3.2. Analysis of Depressive Mood Recognition Results

After the aforementioned training of the attention-based neural network, the model’s classification performance was analyzed. As illustrated in Figure 16, the model exhibited a sharp increase in accuracy during the initial 10 iterations, with the training accuracy surging from approximately 72% to 88%. This rapid ascent indicates the model’s efficiency in capturing salient feature patterns in the early stages. As the iterations progressed, the convergence rate gradually stabilized. Notably, the validation accuracy closely tracked the training curve, reaching a stable peak of 92.2% with minimal divergence from the training accuracy. This tight alignment suggests that the model possesses robust generalization capabilities and effectively avoids overfitting. Furthermore, the final model accuracy improved by 22% compared to the initial accuracy. This demonstrates that the proposed multi-head additive attention learning model can effectively enhance the accuracy of discriminating between depression and negative emotions, and that the model continuously iterates to search for higher accuracy. Additionally, compared to traditional deep learning methods, the multi-head additive attention learning model proposed in this study not only maintains high accuracy but also possesses better real-time performance. The model has low computational complexity during the inference phase and requires fewer iterations, enabling it to complete the recognition of emotional states and depression states in a short time, making it suitable for classification scenarios in practical medical applications.
Figure 17 displays the top 8 most important features selected from the 24-dimensional raw features, along with their normalized importance scores. Figure 17 highlights the top 8 most discriminative features ranked by their normalized importance scores. The F8 power ratio emerged as the most critical predictor, achieving a normalized score of 0.95. This finding underscores the pivotal role of right prefrontal cortical activity in differentiating depressive states. Neurophysiologically, this aligns with established pathology regarding frontal alpha asymmetry and prefrontal hypoactivation in depression. The prominence of the F8 feature suggests that our model successfully captures the intrinsic neuropathological signatures of depression, enhancing its clinical interpretability. As can also be seen from Figure 8, the relative difference in the F8 channel’s power ratio between the two datasets was the largest, reaching 30.5%, exceeding all other channels. Subsequently, features such as the F7 power ratio, Fp1 asymmetry, Fp2 sample entropy, Fp1 power ratio, C4 power ratio, F4 asymmetry, and C3 power ratio also exhibited high normalized scores. Among the top 5 features, frequency-domain power features are predominant, suggesting that changes in energy distribution across different EEG frequency bands are the core source of information for identifying the subject’s state, further illustrating the key role of EEG frequency-domain features in state recognition, such as emotion. However, this also demonstrates the supplementary value of inter-brain activity differences and non-linear features in the classification process, which can provide complementary information from different dimensions to aid discrimination.
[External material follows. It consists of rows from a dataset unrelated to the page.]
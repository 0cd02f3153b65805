//! Creature factory.
//!
//! Turns the template table in `data/catalog.ron` into battle-ready creatures
//! with rolled stats and abilities. Every creature gets two attacks and one
//! special ability matching its element.

use crate::ability::Ability;
use crate::creature::{Creature, CreatureBuilder};
use crate::errors::{ConfigurationError, ConfigurationResult};
use crate::rng::RandomSource;
use schema::{
    AttackTemplate, CatalogData, CreatureTemplate, Effect, EffectTemplate, SpecialTemplate,
    HEAL_RANGE, HURT_RANGE,
};

const BUILTIN_CATALOG: &str = include_str!("../data/catalog.ron");

/// Upper bound (inclusive) of a rolled capture threshold. Full-life creatures stay uncatchable.
pub const MAX_CATCHABLE_AT: u8 = 245;

#[derive(Debug, Clone, PartialEq)]
pub struct Catalog {
    data: CatalogData,
}

impl Catalog {
    /// The catalog shipped with the crate.
    pub fn builtin() -> ConfigurationResult<Self> {
        Self::from_ron(BUILTIN_CATALOG)
    }

    pub fn from_ron(source: &str) -> ConfigurationResult<Self> {
        let data: CatalogData = ron::from_str(source)
            .map_err(|e| ConfigurationError::MalformedCatalog(e.to_string()))?;
        if data.creatures.is_empty() {
            return Err(ConfigurationError::MalformedCatalog(
                "catalog lists no creatures".to_string(),
            ));
        }
        Ok(Self { data })
    }

    pub fn creature_names(&self) -> impl Iterator<Item = &str> {
        self.data.creatures.iter().map(|c| c.name.as_str())
    }

    /// Creates a creature from the template called `name`, or from a random template.
    pub fn create_creature(
        &self,
        name: Option<&str>,
        rng: &mut dyn RandomSource,
    ) -> ConfigurationResult<Creature> {
        let template = match name {
            None => &self.data.creatures[rng.next_index(self.data.creatures.len())],
            Some(name) => self
                .data
                .creatures
                .iter()
                .find(|t| t.name == name)
                .ok_or_else(|| ConfigurationError::UnknownCreature(name.to_string()))?,
        };

        let defence = 1.0 + rng.next_fraction();
        let strength = 1.0 + rng.next_fraction();
        let catchable_at = rng.next_in_range(1, i32::from(MAX_CATCHABLE_AT) + 1) as u8;

        let mut abilities = Vec::with_capacity(3);
        for _ in 0..2 {
            let attack = create_attack(&self.data.attacks, template, &abilities, rng)?;
            abilities.push(attack);
        }
        let special = create_special(&self.data.specials, template, &abilities, rng)?;
        abilities.push(special);

        let creature = CreatureBuilder::new(&template.name, template.element, template.weak_to)
            .abilities(abilities)
            .defence(defence)
            .strength(strength)
            .catchable_at(catchable_at)
            .build()?;

        tracing::debug!(
            name = %creature.name,
            defence = creature.defence,
            strength = creature.strength,
            catchable_at = creature.catchable_at,
            "created creature"
        );
        Ok(creature)
    }
}

/// Picks an attack the creature may learn and does not know yet, rolling its damage.
pub fn create_attack(
    templates: &[AttackTemplate],
    creature: &CreatureTemplate,
    known: &[Ability],
    rng: &mut dyn RandomSource,
) -> ConfigurationResult<Ability> {
    let candidates: Vec<&AttackTemplate> = templates
        .iter()
        .filter(|t| t.element.fits(creature.element) && !is_known(known, &t.name))
        .collect();
    if candidates.is_empty() {
        return Err(ConfigurationError::NoAbilityCandidates {
            creature: creature.name.clone(),
            kind: "attack",
        });
    }

    let template = candidates[rng.next_index(candidates.len())];
    Ok(Ability::new(
        &template.name,
        template.element,
        Effect::none(),
        roll_effect(EffectTemplate::Hurt, rng),
        false,
    ))
}

/// Picks a special ability the creature may learn and does not know yet.
pub fn create_special(
    templates: &[SpecialTemplate],
    creature: &CreatureTemplate,
    known: &[Ability],
    rng: &mut dyn RandomSource,
) -> ConfigurationResult<Ability> {
    let candidates: Vec<&SpecialTemplate> = templates
        .iter()
        .filter(|t| t.element.fits(creature.element) && !is_known(known, &t.name))
        .collect();
    if candidates.is_empty() {
        return Err(ConfigurationError::NoAbilityCandidates {
            creature: creature.name.clone(),
            kind: "special",
        });
    }

    let template = candidates[rng.next_index(candidates.len())];
    Ok(Ability::new(
        &template.name,
        template.element,
        roll_effect(template.on_self, rng),
        roll_effect(template.on_target, rng),
        true,
    ))
}

fn is_known(known: &[Ability], name: &str) -> bool {
    known.iter().any(|a| a.name == name)
}

fn roll_effect(template: EffectTemplate, rng: &mut dyn RandomSource) -> Effect {
    match template {
        EffectTemplate::NoEffect => Effect::none(),
        EffectTemplate::Stun => Effect::stun(),
        EffectTemplate::Heal => Effect::new(roll_delta(HEAL_RANGE, rng), false),
        EffectTemplate::Hurt => Effect::new(roll_delta(HURT_RANGE, rng), false),
    }
}

fn roll_delta((lo, hi): (i8, i8), rng: &mut dyn RandomSource) -> i8 {
    rng.next_in_range(i32::from(lo), i32::from(hi) + 1) as i8
}

#[cfg(test)]
mod tests {
    use super::*;
    use crate::rng::{ScriptedRng, SeededRng};
    use pretty_assertions::assert_eq;
    use schema::Element;

    #[test]
    fn test_builtin_catalog_parses() {
        let catalog = Catalog::builtin().unwrap();
        let names: Vec<&str> = catalog.creature_names().collect();
        assert_eq!(names.len(), 9);
        assert!(names.contains(&"Blastoise"));
        assert_eq!(catalog.data.attacks.len(), 6);
        assert_eq!(catalog.data.specials.len(), 3);
    }

    #[test]
    fn test_created_creatures_follow_the_rules() {
        let catalog = Catalog::builtin().unwrap();
        let mut rng = SeededRng::new(2024);

        for _ in 0..200 {
            let creature = catalog.create_creature(None, &mut rng).unwrap();

            assert_eq!(creature.life, 255);
            assert!((1.0..2.0).contains(&creature.defence));
            assert!((1.0..2.0).contains(&creature.strength));
            assert!((1..=MAX_CATCHABLE_AT).contains(&creature.catchable_at));
            assert_eq!(creature.abilities.len(), 3);

            let (attacks, specials): (Vec<&Ability>, Vec<&Ability>) =
                creature.abilities.iter().partition(|a| !a.is_special);
            assert_eq!(attacks.len(), 2);
            assert_eq!(specials.len(), 1);
            assert_ne!(attacks[0].name, attacks[1].name);
            for attack in attacks {
                assert!(attack.element.fits(creature.element));
                assert!((-50..=-10).contains(&attack.effect_on_target.life_delta()));
                assert_eq!(attack.effect_on_self, Effect::none());
            }
        }
    }

    #[test]
    fn test_create_named_creature() {
        let catalog = Catalog::builtin().unwrap();
        let mut rng = SeededRng::new(1);

        let charizard = catalog.create_creature(Some("Charizard"), &mut rng).unwrap();

        assert_eq!(charizard.name, "Charizard");
        assert_eq!(charizard.element, Element::Fire);
        assert_eq!(charizard.weak_to, Element::Water);
    }

    #[test]
    fn test_unknown_creature_is_rejected() {
        let catalog = Catalog::builtin().unwrap();
        let mut rng = SeededRng::new(1);

        let err = catalog.create_creature(Some("Mewtwo"), &mut rng).unwrap_err();

        assert_eq!(err, ConfigurationError::UnknownCreature("Mewtwo".to_string()));
    }

    #[test]
    fn test_special_effects_are_rolled_from_their_templates() {
        let catalog = Catalog::builtin().unwrap();
        let template = CreatureTemplate {
            name: "Pikachu".to_string(),
            element: Element::Electric,
            weak_to: Element::Ground,
        };
        // Pick Heal (second special), roll +50 on self.
        let mut rng = ScriptedRng::new(vec![1, 40]);

        let heal = create_special(&catalog.data.specials, &template, &[], &mut rng).unwrap();

        assert_eq!(heal.name, "Heal");
        assert!(heal.is_special);
        assert_eq!(heal.effect_on_self, Effect::new(50, false));
        assert_eq!(heal.effect_on_target, Effect::none());
    }

    #[test]
    fn test_running_out_of_attacks_is_a_configuration_error() {
        let template = CreatureTemplate {
            name: "Diglett".to_string(),
            element: Element::Ground,
            weak_to: Element::Water,
        };
        let mut rng = SeededRng::new(3);

        let err = create_attack(&[], &template, &[], &mut rng).unwrap_err();

        assert!(matches!(err, ConfigurationError::NoAbilityCandidates { kind: "attack", .. }));
    }

    #[test]
    fn test_malformed_catalog_is_rejected() {
        assert!(matches!(
            Catalog::from_ron("CatalogData(creatures: oops)"),
            Err(ConfigurationError::MalformedCatalog(_))
        ));
    }
}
It is particularly noteworthy that these high levels of statistical significance were maintained despite the inherent challenges of the cross-phenotypic design, specifically the demographic differences (age gap) and varying acquisition paradigms (stimulus-induced vs. resting-state) between the cohorts. Instead of being mere artifacts of these confounding variables, the resilience of these key features under such a rigorous “stress test” strongly suggests that they capture the intrinsic, resilient pathological signatures of clinical depression that transcend situational noise. This robustness serves as a reliable physiological foundation for accurate classification.
After the overall model construction and parameter iteration were complete, the performance was then evaluated on the entire sample dataset. To more comprehensively reflect the model’s performance, confusion matrices were plotted for the test set and the entire dataset. A confusion matrix can intuitively reflect the classification results and can also be used to derive multi-dimensional metrics such as precision, recall, and F1-score, allowing for a more thorough analysis of the model’s performance.
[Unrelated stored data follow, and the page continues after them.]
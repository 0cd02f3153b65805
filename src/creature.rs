use crate::ability::{Ability, Narrative};
use crate::errors::{BattleResult, ConfigurationError, ConfigurationResult, IndexError};
use crate::rng::RandomSource;
use schema::Element;
use serde::{Deserialize, Serialize};

/// Life of a creature at full health.
pub const MAX_LIFE: u8 = u8::MAX;
/// Lowest defence or strength a creature may have.
pub const MIN_STAT: f32 = 0.1;

#[derive(Debug, Clone, PartialEq, Serialize, Deserialize)]
pub struct Creature {
    pub name: String,
    pub element: Element,
    pub weak_to: Element,
    pub abilities: Vec<Ability>,
    pub life: u8,
    pub defence: f32,
    pub strength: f32,
    /// The creature can be caught once its life is at or below this value.
    pub catchable_at: u8,
    pub caught: bool,
    pub stunned: bool,
    pub used_special_last_turn: bool,
}

impl Creature {
    pub fn builder(name: impl Into<String>, element: Element, weak_to: Element) -> CreatureBuilder {
        CreatureBuilder::new(name, element, weak_to)
    }

    /// Performs the ability at `index` on `target`.
    pub fn use_ability(&mut self, target: &mut Creature, index: usize) -> BattleResult<Narrative> {
        let ability = self
            .abilities
            .get(index)
            .cloned()
            .ok_or_else(|| IndexError::InvalidAbilityIndex {
                creature: self.name.clone(),
                index,
                len: self.abilities.len(),
            })?;

        Ok(ability.execute(self, target))
    }

    /// Performs a uniformly random ability on `target`.
    ///
    /// Right after a special ability only regular abilities are candidates, so
    /// heals and stuns can't be chained.
    pub fn use_random_ability(
        &mut self,
        target: &mut Creature,
        rng: &mut dyn RandomSource,
    ) -> BattleResult<Narrative> {
        let ability = if self.used_special_last_turn {
            let regular: Vec<&Ability> = self.abilities.iter().filter(|a| !a.is_special).collect();
            if regular.is_empty() {
                return Err(ConfigurationError::NoRegularAbility {
                    creature: self.name.clone(),
                }
                .into());
            }
            let chosen = regular[rng.next_index(regular.len())].clone();
            self.used_special_last_turn = false;
            chosen
        } else {
            if self.abilities.is_empty() {
                return Err(ConfigurationError::NoRegularAbility {
                    creature: self.name.clone(),
                }
                .into());
            }
            let chosen = self.abilities[rng.next_index(self.abilities.len())].clone();
            if chosen.is_special {
                self.used_special_last_turn = true;
            }
            chosen
        };

        Ok(ability.execute(self, target))
    }

    /// Back to full life with a clean status. Called on the winner of a battle.
    pub fn restore(&mut self) {
        self.life = MAX_LIFE;
        self.stunned = false;
        self.used_special_last_turn = false;
    }

    pub fn is_defeated(&self) -> bool {
        self.life == 0
    }

    /// Whether the creature is out of the battle, by defeat or capture.
    pub fn is_out(&self) -> bool {
        self.is_defeated() || self.caught
    }

    pub fn is_catchable(&self) -> bool {
        self.life <= self.catchable_at
    }

    pub fn knows(&self, ability_name: &str) -> bool {
        self.abilities.iter().any(|a| a.name == ability_name)
    }
}

/// Assembles a [`Creature`] and checks its construction invariants.
#[derive(Debug, Clone)]
pub struct CreatureBuilder {
    name: String,
    element: Element,
    weak_to: Element,
    abilities: Vec<Ability>,
    defence: f32,
    strength: f32,
    catchable_at: u8,
}

impl CreatureBuilder {
    pub fn new(name: impl Into<String>, element: Element, weak_to: Element) -> Self {
        Self {
            name: name.into(),
            element,
            weak_to,
            abilities: Vec::new(),
            defence: 1.0,
            strength: 1.0,
            catchable_at: 100,
        }
    }

    pub fn ability(mut self, ability: Ability) -> Self {
        self.abilities.push(ability);
        self
    }

    pub fn abilities(mut self, abilities: impl IntoIterator<Item = Ability>) -> Self {
        self.abilities.extend(abilities);
        self
    }

    pub fn defence(mut self, defence: f32) -> Self {
        self.defence = defence;
        self
    }

    pub fn strength(mut self, strength: f32) -> Self {
        self.strength = strength;
        self
    }

    pub fn catchable_at(mut self, catchable_at: u8) -> Self {
        self.catchable_at = catchable_at;
        self
    }

    pub fn build(self) -> ConfigurationResult<Creature> {
        for (stat, value) in [("defence", self.defence), ("strength", self.strength)] {
            // Also rejects NaN.
            if !(value >= MIN_STAT) {
                return Err(ConfigurationError::StatTooLow {
                    creature: self.name,
                    stat,
                    value,
                    minimum: MIN_STAT,
                });
            }
        }

        if self.catchable_at == 0 {
            return Err(ConfigurationError::ZeroCatchThreshold {
                creature: self.name,
            });
        }

        for (i, ability) in self.abilities.iter().enumerate() {
            if self.abilities[..i].iter().any(|a| a.name == ability.name) {
                return Err(ConfigurationError::DuplicateAbility {
                    creature: self.name.clone(),
                    ability: ability.name.clone(),
                });
            }
        }

        if self.abilities.iter().all(|a| a.is_special) {
            return Err(ConfigurationError::NoRegularAbility {
                creature: self.name,
            });
        }

        Ok(Creature {
            name: self.name,
            element: self.element,
            weak_to: self.weak_to,
            abilities: self.abilities,
            life: MAX_LIFE,
            defence: self.defence,
            strength: self.strength,
            catchable_at: self.catchable_at,
            caught: false,
            stunned: false,
            used_special_last_turn: false,
        })
    }
}
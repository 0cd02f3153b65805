use crate::ability::Narrative;
use crate::creator::Catalog;
use crate::creature::Creature;
use crate::errors::{BattleResult, BattleStateError};
use crate::rng::RandomSource;
use crate::tournament::mode::BattleMode;
use crate::tournament::roster::{BattleOutcome, Roster};

/// Most creatures a tournament roster may hold.
pub const MAX_ROSTER_SIZE: usize = 1_000;

/// A tournament plus the mode its current battle is fought in.
///
/// The driver calls [`Engine::advance_one_move`] and then [`Engine::check_win`]
/// once per tick.
pub struct Engine {
    roster: Roster,
    mode: BattleMode,
    catalog: Catalog,
    rng: Box<dyn RandomSource>,
}

impl std::fmt::Debug for Engine {
    fn fmt(&self, f: &mut std::fmt::Formatter<'_>) -> std::fmt::Result {
        f.debug_struct("Engine")
            .field("roster", &self.roster)
            .field("mode", &self.mode)
            .finish_non_exhaustive()
    }
}

impl Engine {
    /// An engine using the built-in catalog. Tournaments start in normal battle mode.
    pub fn new(rng: Box<dyn RandomSource>) -> BattleResult<Self> {
        Ok(Self::with_catalog(Catalog::builtin()?, rng))
    }

    pub fn with_catalog(catalog: Catalog, rng: Box<dyn RandomSource>) -> Self {
        Self {
            roster: Roster::new(),
            mode: BattleMode::default(),
            catalog,
            rng,
        }
    }

    pub fn roster(&self) -> &Roster {
        &self.roster
    }

    pub fn roster_mut(&mut self) -> &mut Roster {
        &mut self.roster
    }

    pub fn mode(&self) -> BattleMode {
        self.mode
    }

    pub fn roster_size(&self) -> usize {
        self.roster.size()
    }

    /// Life of the creature at a 1-indexed position.
    pub fn life_of(&self, position: usize) -> BattleResult<u8> {
        self.roster.life_of(position)
    }

    /// Name of the creature at a 1-indexed position.
    pub fn name_of(&self, position: usize) -> BattleResult<&str> {
        self.roster.name_of(position)
    }

    pub fn add_creature(&mut self, creature: Creature) {
        self.roster.push(creature);
    }

    /// Enters `count` freshly rolled creatures. Nothing is added if any creation
    /// fails or the roster would hold more than [`MAX_ROSTER_SIZE`].
    pub fn add_random_creatures(&mut self, count: usize) -> BattleResult<()> {
        let fits = self
            .roster
            .size()
            .checked_add(count)
            .is_some_and(|size| size <= MAX_ROSTER_SIZE);
        if !fits {
            return Err(BattleStateError::TooManyCreatures {
                requested: count,
                limit: MAX_ROSTER_SIZE,
            }
            .into());
        }

        let mut created = Vec::new();
        for _ in 0..count {
            created.push(self.catalog.create_creature(None, self.rng.as_mut())?);
        }
        for creature in created {
            self.roster.push(creature);
        }
        tracing::debug!(count, size = self.roster.size(), "creatures entered the tournament");
        Ok(())
    }

    pub fn catch(&mut self, query: &str) -> String {
        self.roster.catch(query)
    }

    pub fn transition_mode(&mut self, mode: BattleMode) {
        if mode != self.mode {
            tracing::debug!(from = %self.mode, to = %mode, "battle mode changed");
        }
        self.mode = mode;
    }

    /// Plays the next move of the current battle under the current mode.
    pub fn advance_one_move(&mut self) -> BattleResult<Narrative> {
        let combatants = self.roster.combatants()?;
        let result = self.mode.next_move(combatants, self.rng.as_mut())?;
        self.transition_mode(result.next_mode);
        tracing::debug!(narrative = %result.narrative, moves = self.roster.battle_moves(), "move played");
        Ok(result.narrative)
    }

    pub fn check_win(&mut self) -> Option<BattleOutcome> {
        self.roster.check_win()
    }
}
// In: src/lib.rs

//! Pokemon Tournament Battle Engine
//!
//! Simulates a knockout tournament of creatures that trade randomly chosen
//! attacks, heals and stuns until one is defeated or caught. The engine is
//! step driven: a driver calls it once per tick and renders what comes back.

// --- MODULE DECLARATIONS ---
pub mod ability;
pub mod config;
pub mod creator;
pub mod creature;
pub mod driver;
pub mod errors;
pub mod rng;
pub mod tournament;

// --- PUBLIC API RE-EXPORTS ---

// --- From the `schema` crate ---
pub use schema::{Color, Effect, Element};

// --- From this crate's modules (`src/`) ---

// Core data model.
pub use ability::{Ability, Narrative};
pub use creature::{Creature, CreatureBuilder, MAX_LIFE, MIN_STAT};

// Tournament engine and its state machine.
pub use tournament::{BattleMode, BattleOutcome, Engine, Roster, MAX_ROSTER_SIZE};

// Content and randomness collaborators.
pub use creator::Catalog;
pub use rng::{RandomSource, ScriptedRng, SeededRng};

// Crate-specific error and result types.
pub use errors::{
    BattleEngineError, BattleResult, BattleStateError, ConfigurationError, ConfigurationResult,
    IndexError,
};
Figure 18 and Figure 19 present the confusion matrices for the independent test set and the total dataset, respectively. As quantified in Figure 18, the model demonstrated robust classification performance on the test set, correctly identifying 93% of the Negative Emotion trials (94/101) and 92% of the Depression trials (95/103). To verify the generalization capability of the model, this evaluation was extended to the entire dataset (Figure 19). The classification patterns in the total sample closely mirrored those of the test set, confirming the stability of the proposed framework. Crucially, the off-diagonal misclassification rates in both matrices exhibit a symmetric distribution (e.g., 7 vs. 8 in the test set), indicating that the model possesses negligible class bias. This balanced performance underscores the model’s capacity to effectively delineate the subtle physiological boundaries between transient negative affect and pathological depression, thereby minimizing the risks of both false positives and false negatives in clinical screening.
To rigorously evaluate the proposed framework, we benchmarked it against SVM and RNN. While the SVM achieved a respectable accuracy of 86.3%, it still lagged behind the proposed method (92.2%), suggesting that traditional shallow classifiers are limited in capturing the complex non-linear interactions within multi-domain EEG features. It is worth noting that the RNN, which was included to investigate potential sequential dependencies in the spatial arrangement of channels. Its suboptimal accuracy (77.8%)—ranking lowest among the comparators—empirically indicates that multi-domain EEG features lack a linear sequential structure. Forcefully modeling them as a sequence appears to introduce noise rather than extract meaningful patterns. In contrast, the superior performance of our Multi-Head Additive Attention Network validates the effectiveness of processing feature subspaces in parallel. By adaptively weighing feature importance, our model successfully captures global discriminative patterns that both sequential and shallow baselines failed to fully exploit, the detailed quantitative comparison results are listed in Table 3.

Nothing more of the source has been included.